(Collected data)
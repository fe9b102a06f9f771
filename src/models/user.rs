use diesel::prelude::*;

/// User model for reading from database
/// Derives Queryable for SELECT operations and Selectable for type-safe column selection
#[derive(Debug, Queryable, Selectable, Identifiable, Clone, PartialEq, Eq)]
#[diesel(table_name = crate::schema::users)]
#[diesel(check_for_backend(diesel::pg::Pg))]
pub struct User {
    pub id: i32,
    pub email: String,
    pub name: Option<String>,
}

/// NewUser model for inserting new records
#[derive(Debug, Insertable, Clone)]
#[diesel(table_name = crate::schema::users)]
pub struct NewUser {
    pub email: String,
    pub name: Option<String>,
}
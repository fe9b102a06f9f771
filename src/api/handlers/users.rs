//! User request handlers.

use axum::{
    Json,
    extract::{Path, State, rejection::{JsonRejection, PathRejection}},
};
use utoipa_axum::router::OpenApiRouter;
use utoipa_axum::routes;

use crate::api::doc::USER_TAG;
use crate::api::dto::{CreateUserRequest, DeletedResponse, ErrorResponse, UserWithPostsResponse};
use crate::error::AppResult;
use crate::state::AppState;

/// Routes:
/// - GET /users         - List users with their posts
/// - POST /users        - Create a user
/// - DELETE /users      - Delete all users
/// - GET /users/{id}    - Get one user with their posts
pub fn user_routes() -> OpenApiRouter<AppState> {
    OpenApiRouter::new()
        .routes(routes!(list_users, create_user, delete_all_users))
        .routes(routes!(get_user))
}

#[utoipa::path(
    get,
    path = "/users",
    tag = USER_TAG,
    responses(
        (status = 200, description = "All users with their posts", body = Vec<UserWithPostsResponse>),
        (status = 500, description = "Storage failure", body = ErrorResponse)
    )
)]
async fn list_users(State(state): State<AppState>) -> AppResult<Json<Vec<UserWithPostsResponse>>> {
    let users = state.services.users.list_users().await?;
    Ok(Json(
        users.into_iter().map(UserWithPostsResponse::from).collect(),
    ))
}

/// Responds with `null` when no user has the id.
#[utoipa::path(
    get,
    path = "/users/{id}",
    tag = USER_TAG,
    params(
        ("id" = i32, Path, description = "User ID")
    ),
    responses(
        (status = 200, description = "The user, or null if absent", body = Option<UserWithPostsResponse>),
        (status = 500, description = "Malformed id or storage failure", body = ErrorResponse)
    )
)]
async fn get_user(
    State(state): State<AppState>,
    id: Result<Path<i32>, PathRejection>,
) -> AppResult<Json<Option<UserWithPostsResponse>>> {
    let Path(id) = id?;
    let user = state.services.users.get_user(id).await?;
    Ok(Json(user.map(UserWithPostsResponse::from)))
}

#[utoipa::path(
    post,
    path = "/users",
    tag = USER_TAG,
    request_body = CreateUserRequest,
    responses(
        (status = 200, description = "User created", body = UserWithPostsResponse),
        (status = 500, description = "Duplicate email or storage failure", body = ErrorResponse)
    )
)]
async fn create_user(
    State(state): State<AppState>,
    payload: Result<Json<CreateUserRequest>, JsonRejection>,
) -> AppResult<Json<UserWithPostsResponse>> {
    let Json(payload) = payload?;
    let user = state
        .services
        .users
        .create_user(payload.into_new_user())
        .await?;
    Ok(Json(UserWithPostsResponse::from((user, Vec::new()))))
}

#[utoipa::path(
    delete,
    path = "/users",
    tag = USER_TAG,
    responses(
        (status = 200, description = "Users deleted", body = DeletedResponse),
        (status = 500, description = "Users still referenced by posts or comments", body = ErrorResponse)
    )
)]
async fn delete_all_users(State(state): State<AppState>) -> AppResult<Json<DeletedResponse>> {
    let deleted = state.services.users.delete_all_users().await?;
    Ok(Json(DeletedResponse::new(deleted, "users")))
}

## Activity
Every line above should be duplicated exactly as it stands.

## Task solution
repository fe9b102a06f9f771
filename src/models/user.rs
use diesel::prelude::*;

/// User model for reading from database
/// Derives Queryable for SELECT operations and Selectable for type-safe column selection
#[derive(Debug, Queryable, Selectable, Identifiable, Clone, PartialEq, Eq)]
#[diesel(table_name = crate::schema::users)]
#[diesel(check_for_backend(diesel::pg::Pg))]
pub struct User {
    pub id: i32,
    pub email: String,
    pub name: Option<String>,
}

/// NewUser model for inserting new records
#[derive(Debug, Insertable, Clone)]
#[diesel(table_name = crate::schema::users)]
pub struct NewUser {
    pub email: String,
    pub name: Option<String>,
}
repository fe9b102a06f9f771
filename src/api/handlers/users.rs
//! User request handlers.

use axum::{
    Json,
    extract::{Path, State, rejection::{JsonRejection, PathRejection}},
};
use utoipa_axum::router::OpenApiRouter;
use utoipa_axum::routes;

use crate::api::doc::USER_TAG;
use crate::api::dto::{CreateUserRequest, DeletedResponse, ErrorResponse, UserWithPostsResponse};
use crate::error::AppResult;
use crate::state::AppState;

/// Routes:
/// - GET /users         - List users with their posts
/// - POST /users        - Create a user
/// - DELETE /users      - Delete all users
/// - GET /users/{id}    - Get one user with their posts
pub fn user_routes() -> OpenApiRouter<AppState> {
    OpenApiRouter::new()
        .routes(routes!(list_users, create_user, delete_all_users))
        .routes(routes!(get_user))
}

#[utoipa::path(
    get,
    path = "/users",
    tag = USER_TAG,
    responses(
        (status = 200, description = "All users with their posts", body = Vec<UserWithPostsResponse>),
        (status = 500, description = "Storage failure", body = ErrorResponse)
    )
)]
async fn list_users(State(state): State<AppState>) -> AppResult<Json<Vec<UserWithPostsResponse>>> {
    let users = state.services.users.list_users().await?;
    Ok(Json(
        users.into_iter().map(UserWithPostsResponse::from).collect(),
    ))
}

/// Responds with `null` when no user has the id.
#[utoipa::path(
    get,
    path = "/users/{id}",
    tag = USER_TAG,
    params(
        ("id" = i32, Path, description = "User ID")
    ),
    responses(
        (status = 200, description = "The user, or null if absent", body = Option<UserWithPostsResponse>),
        (status = 500, description = "Malformed id or storage failure", body = ErrorResponse)
    )
)]
async fn get_user(
    State(state): State<AppState>,
    id: Result<Path<i32>, PathRejection>,
) -> AppResult<Json<Option<UserWithPostsResponse>>> {
    let Path(id) = id?;
    let user = state.services.users.get_user(id).await?;
    Ok(Json(user.map(UserWithPostsResponse::from)))
}

#[utoipa::path(
    post,
    path = "/users",
    tag = USER_TAG,
    request_body = CreateUserRequest,
    responses(
        (status = 200, description = "User created", body = UserWithPostsResponse),
        (status = 500, description = "Duplicate email or storage failure", body = ErrorResponse)
    )
)]
async fn create_user(
    State(state): State<AppState>,
    payload: Result<Json<CreateUserRequest>, JsonRejection>,
) -> AppResult<Json<UserWithPostsResponse>> {
    let Json(payload) = payload?;
    let user = state
        .services
        .users
        .create_user(payload.into_new_user())
        .await?;
    Ok(Json(UserWithPostsResponse::from((user, Vec::new()))))
}

#[utoipa::path(
    delete,
    path = "/users",
    tag = USER_TAG,
    responses(
        (status = 200, description = "Users deleted", body = DeletedResponse),
        (status = 500, description = "Users still referenced by posts or comments", body = ErrorResponse)
    )
)]
async fn delete_all_users(State(state): State<AppState>) -> AppResult<Json<DeletedResponse>> {
    let deleted = state.services.users.delete_all_users().await?;
    Ok(Json(DeletedResponse::new(deleted, "users")))
}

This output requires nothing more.